Reproduce each line of the entries that carries "struct".

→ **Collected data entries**
━━━━

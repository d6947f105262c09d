//! Relay telemetry.
//!
//! The proxy core reports what happens to each connection as a stream of
//! [`RelayEvent`]s pushed into a [`MetricsSink`]. It never reads metrics
//! state back. [`ProxyMetrics`] is the production sink: plain atomic
//! counters, rendered in Prometheus text format for the admin endpoint.

use std::collections::BTreeMap;
use std::sync::atomic::{AtomicU64, Ordering};
use std::sync::Mutex;
use std::time::Instant;

use portmux_protocol::ProtocolTag;
use time::OffsetDateTime;

/// Relaxed is sufficient for independent counters.
const METRIC_ORDERING: Ordering = Ordering::Relaxed;

/// Direction of a relay copy.
#[derive(Debug, Clone, Copy, PartialEq, Eq)]
pub enum Direction {
    /// Bytes read from the client and written upstream.
    ClientToUpstream,
    /// Bytes read from the upstream and written to the client.
    UpstreamToClient,
}

/// One-way telemetry event emitted by the proxy core.
#[derive(Debug, Clone, PartialEq, Eq)]
pub enum RelayEvent {
    ConnectionOpened,
    ConnectionClosed,
    /// Dropped at accept time because the connection limit was reached.
    ConnectionRejected,
    ProtocolClassified(ProtocolTag),
    BytesTransferred { direction: Direction, bytes: u64 },
    /// Terminal session failure, labelled with a stable reason code.
    ErrorOccurred { reason: &'static str },
}

/// Receiver for relay telemetry.
pub trait MetricsSink: Send + Sync + 'static {
    fn record(&self, event: RelayEvent);
}

/// Sink that discards everything.
#[derive(Debug, Default, Clone, Copy)]
pub struct NoopMetrics;

impl MetricsSink for NoopMetrics {
    fn record(&self, _event: RelayEvent) {}
}

/// Atomic counters for the running proxy.
#[derive(Debug)]
pub struct ProxyMetrics {
    started_at: Instant,
    /// Total connections accepted.
    connections_total: AtomicU64,
    /// Connections currently being handled.
    connections_active: AtomicU64,
    /// Sessions that ended with an error.
    connections_failed: AtomicU64,
    /// Connections refused because of the connection limit.
    connections_rejected: AtomicU64,
    /// Classified connections, indexed like [`ProtocolTag::ALL`].
    protocols: [AtomicU64; 4],
    /// Upstream to client.
    bytes_sent: AtomicU64,
    /// Client to upstream.
    bytes_received: AtomicU64,
    errors: Mutex<BTreeMap<&'static str, u64>>,
}

/// Point-in-time copy of [`ProxyMetrics`].
#[derive(Debug, Clone, PartialEq, Eq)]
pub struct MetricsSnapshot {
    pub connections_total: u64,
    pub connections_active: u64,
    pub connections_failed: u64,
    pub connections_rejected: u64,
    pub http: u64,
    pub https: u64,
    pub jabber: u64,
    pub unknown: u64,
    pub bytes_sent: u64,
    pub bytes_received: u64,
    pub errors: BTreeMap<&'static str, u64>,
}

impl Default for ProxyMetrics {
    fn default() -> Self {
        Self::new()
    }
}

impl ProxyMetrics {
    pub fn new() -> Self {
        Self {
            started_at: Instant::now(),
            connections_total: AtomicU64::new(0),
            connections_active: AtomicU64::new(0),
            connections_failed: AtomicU64::new(0),
            connections_rejected: AtomicU64::new(0),
            protocols: Default::default(),
            bytes_sent: AtomicU64::new(0),
            bytes_received: AtomicU64::new(0),
            errors: Mutex::new(BTreeMap::new()),
        }
    }

    fn protocol_index(tag: ProtocolTag) -> usize {
        match tag {
            ProtocolTag::Http => 0,
            ProtocolTag::Https => 1,
            ProtocolTag::Jabber => 2,
            ProtocolTag::Unknown => 3,
        }
    }

    /// Seconds since the metrics were created.
    pub fn uptime_secs(&self) -> u64 {
        self.started_at.elapsed().as_secs()
    }

    pub fn snapshot(&self) -> MetricsSnapshot {
        let errors = match self.errors.lock() {
            Ok(errors) => errors.clone(),
            Err(poisoned) => poisoned.into_inner().clone(),
        };

        MetricsSnapshot {
            connections_total: self.connections_total.load(METRIC_ORDERING),
            connections_active: self.connections_active.load(METRIC_ORDERING),
            connections_failed: self.connections_failed.load(METRIC_ORDERING),
            connections_rejected: self.connections_rejected.load(METRIC_ORDERING),
            http: self.protocols[0].load(METRIC_ORDERING),
            https: self.protocols[1].load(METRIC_ORDERING),
            jabber: self.protocols[2].load(METRIC_ORDERING),
            unknown: self.protocols[3].load(METRIC_ORDERING),
            bytes_sent: self.bytes_sent.load(METRIC_ORDERING),
            bytes_received: self.bytes_received.load(METRIC_ORDERING),
            errors,
        }
    }

    /// Format metrics in Prometheus text exposition format.
    ///
    /// `certificate_not_after` adds an expiry gauge (unix seconds) when a
    /// managed certificate is active.
    pub fn render(&self, certificate_not_after: Option<OffsetDateTime>) -> String {
        let s = self.snapshot();
        let mut output = String::with_capacity(2048);

        counter(
            &mut output,
            "portmux_connections_total",
            "Total connections accepted",
            s.connections_total,
        );
        gauge(
            &mut output,
            "portmux_connections_active",
            "Current active connections",
            s.connections_active as i64,
        );
        counter(
            &mut output,
            "portmux_connections_failed_total",
            "Sessions terminated by an error",
            s.connections_failed,
        );
        counter(
            &mut output,
            "portmux_connections_rejected_total",
            "Connections rejected due to the connection limit",
            s.connections_rejected,
        );

        output.push_str("# HELP portmux_protocol_connections_total Connections by detected protocol\n");
        output.push_str("# TYPE portmux_protocol_connections_total counter\n");
        for (label, value) in [
            (ProtocolTag::Http, s.http),
            (ProtocolTag::Https, s.https),
            (ProtocolTag::Jabber, s.jabber),
            (ProtocolTag::Unknown, s.unknown),
        ] {
            output.push_str(&format!(
                "portmux_protocol_connections_total{{protocol=\"{}\"}} {}\n",
                label.as_label(),
                value
            ));
        }

        counter(
            &mut output,
            "portmux_bytes_sent_total",
            "Bytes relayed from upstreams to clients",
            s.bytes_sent,
        );
        counter(
            &mut output,
            "portmux_bytes_received_total",
            "Bytes relayed from clients to upstreams",
            s.bytes_received,
        );

        output.push_str("# HELP portmux_errors_total Session errors by reason\n");
        output.push_str("# TYPE portmux_errors_total counter\n");
        for (reason, value) in &s.errors {
            output.push_str(&format!(
                "portmux_errors_total{{reason=\"{}\"}} {}\n",
                reason, value
            ));
        }

        gauge(
            &mut output,
            "portmux_uptime_seconds",
            "Seconds since the proxy started",
            self.uptime_secs() as i64,
        );

        if let Some(not_after) = certificate_not_after {
            gauge(
                &mut output,
                "portmux_certificate_expiry_timestamp_seconds",
                "Unix time at which the active certificate expires",
                not_after.unix_timestamp(),
            );
        }

        output
    }
}

impl MetricsSink for ProxyMetrics {
    fn record(&self, event: RelayEvent) {
        match event {
            RelayEvent::ConnectionOpened => {
                self.connections_total.fetch_add(1, METRIC_ORDERING);
                self.connections_active.fetch_add(1, METRIC_ORDERING);
            }
            RelayEvent::ConnectionClosed => {
                // Saturate so a stray close can never wrap the gauge.
                let _ = self.connections_active.fetch_update(
                    METRIC_ORDERING,
                    METRIC_ORDERING,
                    |active| Some(active.saturating_sub(1)),
                );
            }
            RelayEvent::ConnectionRejected => {
                self.connections_rejected.fetch_add(1, METRIC_ORDERING);
            }
            RelayEvent::ProtocolClassified(tag) => {
                self.protocols[Self::protocol_index(tag)].fetch_add(1, METRIC_ORDERING);
            }
            RelayEvent::BytesTransferred { direction, bytes } => match direction {
                Direction::ClientToUpstream => {
                    self.bytes_received.fetch_add(bytes, METRIC_ORDERING);
                }
                Direction::UpstreamToClient => {
                    self.bytes_sent.fetch_add(bytes, METRIC_ORDERING);
                }
            },
            RelayEvent::ErrorOccurred { reason } => {
                self.connections_failed.fetch_add(1, METRIC_ORDERING);
                let mut errors = match self.errors.lock() {
                    Ok(errors) => errors,
                    Err(poisoned) => poisoned.into_inner(),
                };
                *errors.entry(reason).or_insert(0) += 1;
            }
        }
    }
}

fn counter(output: &mut String, name: &str, help: &str, value: u64) {
    output.push_str(&format!("# HELP {name} {help}\n"));
    output.push_str(&format!("# TYPE {name} counter\n"));
    output.push_str(&format!("{name} {value}\n"));
}

fn gauge(output: &mut String, name: &str, help: &str, value: i64) {
    output.push_str(&format!("# HELP {name} {help}\n"));
    output.push_str(&format!("# TYPE {name} gauge\n"));
    output.push_str(&format!("{name} {value}\n"));
}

━━━━

→ **YOUR SOLUTION**
pub struct NoopMetrics;
pub struct ProxyMetrics {
pub struct MetricsSnapshot {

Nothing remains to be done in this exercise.